# [Instructions to follow]
Among the entries below, find the lines that hold the word "collect" and report them.

# [Task data]
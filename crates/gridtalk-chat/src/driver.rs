//! The turn loop: drives one stimulus at a time through the store and backend

use std::sync::Arc;

use gridtalk_ai::Orchestrate;

use crate::{
    codec,
    error::{Error, Result},
    session::SessionStore,
    turn::Turn,
    window::window,
};

/// What happens to the pending image after a submission consumes it.
///
/// The default keeps the upload in place so follow-up questions can refer to
/// the same image; it stays until the user removes it.
#[derive(Debug, Clone, Copy, PartialEq, Eq, Default)]
pub enum ImageRetention {
    /// Keep the pending image across submissions until explicitly removed
    #[default]
    Retain,
    /// Clear the pending image after the first submission that uses it
    ConsumeOnce,
}

/// Turn loop configuration
#[derive(Debug, Clone)]
pub struct TurnLoopConfig {
    /// Maximum number of history turns sent to the backend
    pub history_limit: usize,
    /// Pending-image consumption policy
    pub image_retention: ImageRetention,
}

impl Default for TurnLoopConfig {
    fn default() -> Self {
        Self {
            history_limit: 6,
            image_retention: ImageRetention::default(),
        }
    }
}

/// Turn loop state. `AwaitingReply` spans exactly the backend call; there is
/// no overlap of in-flight calls within one session.
#[derive(Debug, Clone, Copy, PartialEq, Eq)]
pub enum LoopState {
    Idle,
    AwaitingReply,
}

/// The render surface: a full projection of the conversation, redrawn from a
/// store snapshot after every completed state transition. Decoupled from the
/// loop so the loop is testable without a UI.
pub trait Render {
    fn render(&mut self, turns: &[Turn]);
}

/// Renderer that draws nothing, for headless one-shot runs
struct NullRender;

impl Render for NullRender {
    fn render(&mut self, _turns: &[Turn]) {}
}

/// The turn loop: owns one session's store and processes one external
/// stimulus (submission, upload, upload removal) to completion at a time.
pub struct TurnLoop {
    config: TurnLoopConfig,
    store: SessionStore,
    orchestrator: Arc<dyn Orchestrate>,
    state: LoopState,
}

impl TurnLoop {
    /// Create a turn loop with a fresh session store
    pub fn new(config: TurnLoopConfig, orchestrator: Arc<dyn Orchestrate>) -> Self {
        Self {
            config,
            store: SessionStore::new(),
            orchestrator,
            state: LoopState::Idle,
        }
    }

    /// Current loop state
    pub fn state(&self) -> LoopState {
        self.state
    }

    /// The session store (read-only)
    pub fn store(&self) -> &SessionStore {
        &self.store
    }

    /// Read-only copy of the conversation
    pub fn snapshot(&self) -> Vec<Turn> {
        self.store.snapshot()
    }

    /// Replace the conversation (for loading a previous session)
    pub fn set_turns(&mut self, turns: Vec<Turn>) {
        self.store = SessionStore::new();
        for turn in turns {
            self.store.append(turn);
        }
    }

    /// Upload stimulus: validate the raw file bytes through the codec and
    /// populate the pending image slot. On codec failure the slot is left
    /// unset and the session continues.
    pub fn attach_image(&mut self, bytes: &[u8], renderer: &mut impl Render) -> Result<(u32, u32)> {
        debug_assert_eq!(self.state, LoopState::Idle);
        let raw = codec::load(bytes)?;
        let encoded = codec::encode(&raw)?;
        let dimensions = (raw.width(), raw.height());
        self.store.set_pending_image(raw, encoded);
        tracing::debug!(width = dimensions.0, height = dimensions.1, "image attached");
        renderer.render(&self.store.snapshot());
        Ok(dimensions)
    }

    /// Upload-removal stimulus: clear the pending image slot. Idempotent.
    pub fn remove_image(&mut self, renderer: &mut impl Render) {
        debug_assert_eq!(self.state, LoopState::Idle);
        self.store.clear_pending_image();
        renderer.render(&self.store.snapshot());
    }

    /// Whether an uploaded image is waiting to be attached to a submission
    pub fn has_pending_image(&self) -> bool {
        self.store.pending_image().is_some()
    }

    /// Submission stimulus: build the user turn (consuming any pending
    /// image), window the prior history, call the backend, and append the
    /// reply. Returns the reply text.
    ///
    /// The turn append is atomic — on any failure before or during the
    /// backend call, the store holds either nothing new or only the
    /// fully-constructed user turn, never a partial state.
    pub async fn submit(&mut self, prompt: &str, renderer: &mut impl Render) -> Result<String> {
        debug_assert_eq!(self.state, LoopState::Idle);

        // Construct and validate before any mutation
        let (turn, image_arg) = match self.store.pending_image() {
            Some(pending) => (
                Turn::user_with_image(prompt, pending.raw.clone())?,
                Some(pending.encoded.clone()),
            ),
            None => (Turn::user(prompt)?, None),
        };

        // Window over the history as it stood before this submission
        let prior = self.store.snapshot();
        let history = window(&prior, self.config.history_limit);

        self.store.append(turn);
        if image_arg.is_some() && self.config.image_retention == ImageRetention::ConsumeOnce {
            self.store.clear_pending_image();
        }
        renderer.render(&self.store.snapshot());

        tracing::debug!(
            history_len = history.len(),
            has_image = image_arg.is_some(),
            "submitting turn"
        );

        self.state = LoopState::AwaitingReply;
        let result = self
            .orchestrator
            .invoke(prompt, image_arg.as_deref(), &history)
            .await;
        self.state = LoopState::Idle;

        match result {
            Ok(reply) => {
                self.store.append(Turn::assistant(&reply)?);
                renderer.render(&self.store.snapshot());
                Ok(reply)
            }
            Err(e) => {
                tracing::warn!(error = %e, "backend call failed; no assistant turn appended");
                renderer.render(&self.store.snapshot());
                Err(Error::Backend(e))
            }
        }
    }
}

/// Run a single-turn conversation in a fresh session and return the reply.
/// This is the scripted smoke-test entry point: no history, no image.
pub async fn one_shot(orchestrator: Arc<dyn Orchestrate>, prompt: &str) -> Result<String> {
    let mut driver = TurnLoop::new(TurnLoopConfig::default(), orchestrator);
    driver.submit(prompt, &mut NullRender).await
}

#[cfg(test)]
mod tests {
    use super::*;
    use crate::codec::RawImage;
    use async_trait::async_trait;
    use gridtalk_ai::{ChatRole, HistoryEntry};
    use std::io::Cursor;
    use std::sync::Mutex;

    struct RecordedCall {
        prompt: String,
        image: Option<String>,
        history: Vec<HistoryEntry>,
    }

    struct MockOrchestrator {
        reply: String,
        fail: Mutex<bool>,
        calls: Mutex<Vec<RecordedCall>>,
    }

    impl MockOrchestrator {
        fn new(reply: &str) -> Arc<Self> {
            Arc::new(Self {
                reply: reply.to_string(),
                fail: Mutex::new(false),
                calls: Mutex::new(vec![]),
            })
        }

        fn set_fail(&self, fail: bool) {
            *self.fail.lock().unwrap() = fail;
        }

        fn call_count(&self) -> usize {
            self.calls.lock().unwrap().len()
        }
    }

    #[async_trait]
    impl Orchestrate for MockOrchestrator {
        async fn invoke(
            &self,
            prompt: &str,
            image: Option<&str>,
            history: &[HistoryEntry],
        ) -> gridtalk_ai::Result<String> {
            self.calls.lock().unwrap().push(RecordedCall {
                prompt: prompt.to_string(),
                image: image.map(str::to_string),
                history: history.to_vec(),
            });
            if *self.fail.lock().unwrap() {
                Err(gridtalk_ai::Error::api("server_error", "backend unavailable"))
            } else {
                Ok(self.reply.clone())
            }
        }
    }

    /// Renderer that records every snapshot it is handed
    #[derive(Default)]
    struct RecordingRender {
        frames: Vec<Vec<String>>,
    }

    impl Render for RecordingRender {
        fn render(&mut self, turns: &[Turn]) {
            self.frames
                .push(turns.iter().map(|t| t.content.text().to_string()).collect());
        }
    }

    fn png_bytes() -> Vec<u8> {
        let mut img = RawImage::new(2, 2);
        img.put_pixel(0, 0, image::Rgba([200, 100, 50, 255]));
        let mut png = Vec::new();
        img.write_to(&mut Cursor::new(&mut png), image::ImageFormat::Png)
            .unwrap();
        png
    }

    fn prior_turns(n: usize) -> Vec<Turn> {
        (0..n)
            .map(|i| {
                if i % 2 == 0 {
                    Turn::user(format!("q{}", i)).unwrap()
                } else {
                    Turn::assistant(format!("a{}", i)).unwrap()
                }
            })
            .collect()
    }

    #[tokio::test]
    async fn test_first_submission_sees_empty_history() {
        let mock = MockOrchestrator::new("hi there");
        let mut driver = TurnLoop::new(TurnLoopConfig::default(), mock.clone());
        let mut render = RecordingRender::default();

        let reply = driver.submit("hello", &mut render).await.unwrap();
        assert_eq!(reply, "hi there");

        let calls = mock.calls.lock().unwrap();
        assert_eq!(calls.len(), 1);
        assert_eq!(calls[0].prompt, "hello");
        assert!(calls[0].image.is_none());
        assert!(calls[0].history.is_empty());
        drop(calls);

        let turns = driver.snapshot();
        assert_eq!(turns.len(), 2);
        assert_eq!(turns[0].role, ChatRole::User);
        assert_eq!(turns[0].content.text(), "hello");
        assert_eq!(turns[1].role, ChatRole::Assistant);
    }

    #[tokio::test]
    async fn test_window_excludes_in_flight_turn() {
        let mock = MockOrchestrator::new("a7");
        let mut driver = TurnLoop::new(TurnLoopConfig::default(), mock.clone());
        driver.set_turns(prior_turns(7));

        driver
            .submit("q7", &mut RecordingRender::default())
            .await
            .unwrap();

        let calls = mock.calls.lock().unwrap();
        let history = &calls[0].history;
        // turns #2..#7 of the prior conversation, in order; never the
        // in-flight "q7"
        assert_eq!(history.len(), 6);
        assert_eq!(history[0].content, "a1");
        assert_eq!(history[5].content, "q6");
        assert!(history.iter().all(|e| e.content != "q7"));
    }

    #[tokio::test]
    async fn test_pending_image_travels_with_submission() {
        let mock = MockOrchestrator::new("that is a one-line diagram");
        let mut driver = TurnLoop::new(TurnLoopConfig::default(), mock.clone());
        let mut render = RecordingRender::default();

        driver.attach_image(&png_bytes(), &mut render).unwrap();
        driver.submit("what is this?", &mut render).await.unwrap();

        let turns = driver.snapshot();
        assert_eq!(turns[0].content.text(), "what is this?");
        assert!(turns[0].content.image().is_some());

        let calls = mock.calls.lock().unwrap();
        let expected = codec::encode(turns[0].content.image().unwrap()).unwrap();
        assert_eq!(calls[0].image.as_deref(), Some(expected.as_str()));
    }

    #[tokio::test]
    async fn test_backend_failure_appends_no_assistant_turn() {
        let mock = MockOrchestrator::new("unused");
        mock.set_fail(true);
        let mut driver = TurnLoop::new(TurnLoopConfig::default(), mock.clone());
        let mut render = RecordingRender::default();

        let err = driver.submit("hello", &mut render).await.unwrap_err();
        assert!(matches!(err, Error::Backend(_)));

        // only the user turn made it in, and the session stays usable
        assert_eq!(driver.snapshot().len(), 1);
        assert_eq!(driver.state(), LoopState::Idle);

        mock.set_fail(false);
        driver.submit("try again", &mut render).await.unwrap();
        assert_eq!(driver.snapshot().len(), 3);
    }

    #[tokio::test]
    async fn test_retain_policy_keeps_image_for_reuse() {
        let mock = MockOrchestrator::new("ok");
        let mut driver = TurnLoop::new(TurnLoopConfig::default(), mock.clone());
        let mut render = RecordingRender::default();

        driver.attach_image(&png_bytes(), &mut render).unwrap();
        driver.submit("first look", &mut render).await.unwrap();
        assert!(driver.has_pending_image());

        driver.submit("second look", &mut render).await.unwrap();
        let calls = mock.calls.lock().unwrap();
        assert!(calls[1].image.is_some());
    }

    #[tokio::test]
    async fn test_consume_once_policy_clears_image() {
        let mock = MockOrchestrator::new("ok");
        let config = TurnLoopConfig {
            image_retention: ImageRetention::ConsumeOnce,
            ..Default::default()
        };
        let mut driver = TurnLoop::new(config, mock.clone());
        let mut render = RecordingRender::default();

        driver.attach_image(&png_bytes(), &mut render).unwrap();
        driver.submit("first look", &mut render).await.unwrap();
        assert!(!driver.has_pending_image());

        driver.submit("second look", &mut render).await.unwrap();
        let calls = mock.calls.lock().unwrap();
        assert!(calls[1].image.is_none());
    }

    #[tokio::test]
    async fn test_empty_prompt_rejected_before_any_mutation() {
        let mock = MockOrchestrator::new("unused");
        let mut driver = TurnLoop::new(TurnLoopConfig::default(), mock.clone());
        let mut render = RecordingRender::default();
        driver.attach_image(&png_bytes(), &mut render).unwrap();

        let err = driver.submit("", &mut render).await.unwrap_err();
        assert!(matches!(err, Error::Validation(_)));
        assert!(driver.snapshot().is_empty());
        assert!(driver.has_pending_image());
        assert_eq!(mock.call_count(), 0);
    }

    #[tokio::test]
    async fn test_corrupt_upload_leaves_slot_unset() {
        let mock = MockOrchestrator::new("unused");
        let mut driver = TurnLoop::new(TurnLoopConfig::default(), mock);
        let mut render = RecordingRender::default();

        let err = driver
            .attach_image(b"not an image", &mut render)
            .unwrap_err();
        assert!(matches!(err, Error::Codec(_)));
        assert!(!driver.has_pending_image());
    }

    #[tokio::test]
    async fn test_render_redraws_all_turns_each_cycle() {
        let mock = MockOrchestrator::new("reply");
        let mut driver = TurnLoop::new(TurnLoopConfig::default(), mock);
        let mut render = RecordingRender::default();

        driver.submit("one", &mut render).await.unwrap();
        driver.submit("two", &mut render).await.unwrap();

        // each submission renders after the user append and after the reply
        assert_eq!(render.frames.len(), 4);
        assert_eq!(render.frames[0], ["one"]);
        assert_eq!(render.frames[1], ["one", "reply"]);
        assert_eq!(render.frames[3], ["one", "reply", "two", "reply"]);
    }

    #[tokio::test]
    async fn test_one_shot_runs_a_fresh_conversation() {
        let mock = MockOrchestrator::new("42");
        let reply = one_shot(mock.clone(), "calculate v at each bus").await.unwrap();
        assert_eq!(reply, "42");

        let calls = mock.calls.lock().unwrap();
        assert!(calls[0].history.is_empty());
        assert!(calls[0].image.is_none());
    }
}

# [Response box]
                .push(turns.iter().map(|t| t.content.text().to_string()).collect());
            .collect()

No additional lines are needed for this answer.